## Description of the task
Reproduce each line from the records that holds "serde".

Task data: Begin

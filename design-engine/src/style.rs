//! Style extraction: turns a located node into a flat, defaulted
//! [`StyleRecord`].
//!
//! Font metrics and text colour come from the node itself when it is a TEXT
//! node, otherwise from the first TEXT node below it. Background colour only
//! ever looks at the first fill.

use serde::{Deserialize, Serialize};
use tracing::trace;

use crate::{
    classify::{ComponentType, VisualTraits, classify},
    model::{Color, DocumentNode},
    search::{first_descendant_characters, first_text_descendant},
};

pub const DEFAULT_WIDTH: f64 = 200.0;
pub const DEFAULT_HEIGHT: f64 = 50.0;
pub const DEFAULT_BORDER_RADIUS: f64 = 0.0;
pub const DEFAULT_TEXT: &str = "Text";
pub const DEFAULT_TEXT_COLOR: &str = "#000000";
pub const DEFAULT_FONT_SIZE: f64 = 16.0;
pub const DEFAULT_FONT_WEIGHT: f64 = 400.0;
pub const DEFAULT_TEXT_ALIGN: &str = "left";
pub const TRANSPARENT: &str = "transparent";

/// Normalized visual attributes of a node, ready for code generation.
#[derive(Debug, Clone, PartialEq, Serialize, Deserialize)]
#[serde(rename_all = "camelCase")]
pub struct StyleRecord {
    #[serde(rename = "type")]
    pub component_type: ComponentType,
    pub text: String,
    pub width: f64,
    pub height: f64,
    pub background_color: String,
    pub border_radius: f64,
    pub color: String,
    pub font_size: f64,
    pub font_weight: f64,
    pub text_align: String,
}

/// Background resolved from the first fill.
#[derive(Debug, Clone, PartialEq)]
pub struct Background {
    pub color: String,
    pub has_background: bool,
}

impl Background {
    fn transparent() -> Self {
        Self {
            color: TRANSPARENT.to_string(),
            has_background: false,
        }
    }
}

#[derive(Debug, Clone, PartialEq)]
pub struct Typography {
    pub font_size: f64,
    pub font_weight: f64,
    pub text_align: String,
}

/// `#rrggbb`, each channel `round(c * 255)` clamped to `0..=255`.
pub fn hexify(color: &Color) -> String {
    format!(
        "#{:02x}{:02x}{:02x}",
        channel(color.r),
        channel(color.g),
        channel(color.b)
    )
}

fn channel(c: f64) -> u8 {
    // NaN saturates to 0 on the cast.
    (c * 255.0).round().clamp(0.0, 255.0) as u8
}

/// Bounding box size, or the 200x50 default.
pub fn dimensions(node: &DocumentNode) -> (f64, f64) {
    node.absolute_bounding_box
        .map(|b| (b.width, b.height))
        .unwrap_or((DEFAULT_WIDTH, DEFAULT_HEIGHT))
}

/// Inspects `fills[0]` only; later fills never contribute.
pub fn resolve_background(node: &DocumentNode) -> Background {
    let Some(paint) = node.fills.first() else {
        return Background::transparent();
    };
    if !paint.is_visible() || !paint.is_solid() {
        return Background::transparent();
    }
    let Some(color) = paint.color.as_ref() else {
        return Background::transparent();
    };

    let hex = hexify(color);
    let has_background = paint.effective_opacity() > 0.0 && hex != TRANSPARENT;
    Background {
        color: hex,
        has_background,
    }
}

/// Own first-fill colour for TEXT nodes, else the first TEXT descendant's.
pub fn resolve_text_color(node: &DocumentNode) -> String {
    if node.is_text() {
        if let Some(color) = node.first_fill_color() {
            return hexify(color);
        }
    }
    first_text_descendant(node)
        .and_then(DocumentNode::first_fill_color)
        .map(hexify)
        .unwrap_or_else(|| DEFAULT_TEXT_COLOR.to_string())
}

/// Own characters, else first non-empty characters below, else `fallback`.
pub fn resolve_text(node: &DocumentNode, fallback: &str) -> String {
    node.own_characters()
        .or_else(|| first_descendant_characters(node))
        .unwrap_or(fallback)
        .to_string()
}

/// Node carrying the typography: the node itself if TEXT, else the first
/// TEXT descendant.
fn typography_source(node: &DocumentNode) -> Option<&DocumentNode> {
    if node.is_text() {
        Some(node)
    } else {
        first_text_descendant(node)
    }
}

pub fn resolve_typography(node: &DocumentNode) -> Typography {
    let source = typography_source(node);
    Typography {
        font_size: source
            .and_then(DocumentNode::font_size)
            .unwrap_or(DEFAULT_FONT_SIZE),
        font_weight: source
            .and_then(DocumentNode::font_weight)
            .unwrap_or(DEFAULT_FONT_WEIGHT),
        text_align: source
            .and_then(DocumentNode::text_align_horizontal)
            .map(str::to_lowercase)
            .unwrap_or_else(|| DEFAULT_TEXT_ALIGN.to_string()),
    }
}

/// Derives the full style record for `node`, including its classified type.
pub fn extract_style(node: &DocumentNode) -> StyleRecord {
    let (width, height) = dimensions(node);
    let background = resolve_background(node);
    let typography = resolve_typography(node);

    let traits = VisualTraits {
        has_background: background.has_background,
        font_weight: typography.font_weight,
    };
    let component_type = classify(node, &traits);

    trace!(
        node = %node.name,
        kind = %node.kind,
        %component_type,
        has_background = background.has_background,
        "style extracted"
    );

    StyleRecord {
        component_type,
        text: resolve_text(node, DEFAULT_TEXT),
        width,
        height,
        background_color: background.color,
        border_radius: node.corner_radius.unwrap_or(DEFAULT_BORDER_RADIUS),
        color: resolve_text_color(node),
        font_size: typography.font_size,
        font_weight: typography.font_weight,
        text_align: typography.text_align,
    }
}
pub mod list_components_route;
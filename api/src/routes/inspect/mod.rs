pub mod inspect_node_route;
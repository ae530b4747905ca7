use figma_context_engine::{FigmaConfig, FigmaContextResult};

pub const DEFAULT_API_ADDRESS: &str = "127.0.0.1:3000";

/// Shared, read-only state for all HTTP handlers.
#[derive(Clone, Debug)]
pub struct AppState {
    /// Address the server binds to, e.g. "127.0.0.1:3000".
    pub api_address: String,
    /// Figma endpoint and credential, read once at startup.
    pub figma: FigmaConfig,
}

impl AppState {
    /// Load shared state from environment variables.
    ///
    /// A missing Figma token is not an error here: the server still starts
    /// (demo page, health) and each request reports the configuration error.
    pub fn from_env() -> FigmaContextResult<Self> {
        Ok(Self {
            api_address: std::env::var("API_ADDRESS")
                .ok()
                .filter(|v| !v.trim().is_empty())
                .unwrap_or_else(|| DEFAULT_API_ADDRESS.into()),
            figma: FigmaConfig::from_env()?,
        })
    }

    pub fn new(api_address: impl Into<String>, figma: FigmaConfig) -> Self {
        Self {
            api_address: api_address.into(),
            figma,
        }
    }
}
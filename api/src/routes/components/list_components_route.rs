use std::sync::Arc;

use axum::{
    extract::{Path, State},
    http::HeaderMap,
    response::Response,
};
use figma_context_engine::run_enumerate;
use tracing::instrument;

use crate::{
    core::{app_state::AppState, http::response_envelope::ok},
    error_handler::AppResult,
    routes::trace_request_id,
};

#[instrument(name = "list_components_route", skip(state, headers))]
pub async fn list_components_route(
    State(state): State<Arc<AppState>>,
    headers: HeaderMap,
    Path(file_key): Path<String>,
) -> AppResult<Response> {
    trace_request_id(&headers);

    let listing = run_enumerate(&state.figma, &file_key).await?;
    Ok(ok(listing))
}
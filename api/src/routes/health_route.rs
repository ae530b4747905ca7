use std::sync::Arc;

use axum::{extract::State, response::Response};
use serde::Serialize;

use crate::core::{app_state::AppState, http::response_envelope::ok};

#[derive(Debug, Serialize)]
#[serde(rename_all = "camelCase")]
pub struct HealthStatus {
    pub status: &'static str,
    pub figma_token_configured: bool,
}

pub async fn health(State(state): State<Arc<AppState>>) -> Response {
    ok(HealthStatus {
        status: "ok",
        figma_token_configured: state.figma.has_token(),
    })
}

Task data: End

## Response
use serde::{Deserialize, Serialize};
#[serde(rename_all = "camelCase")]
    #[serde(rename = "type")]
use serde::Serialize;
#[serde(rename_all = "camelCase")]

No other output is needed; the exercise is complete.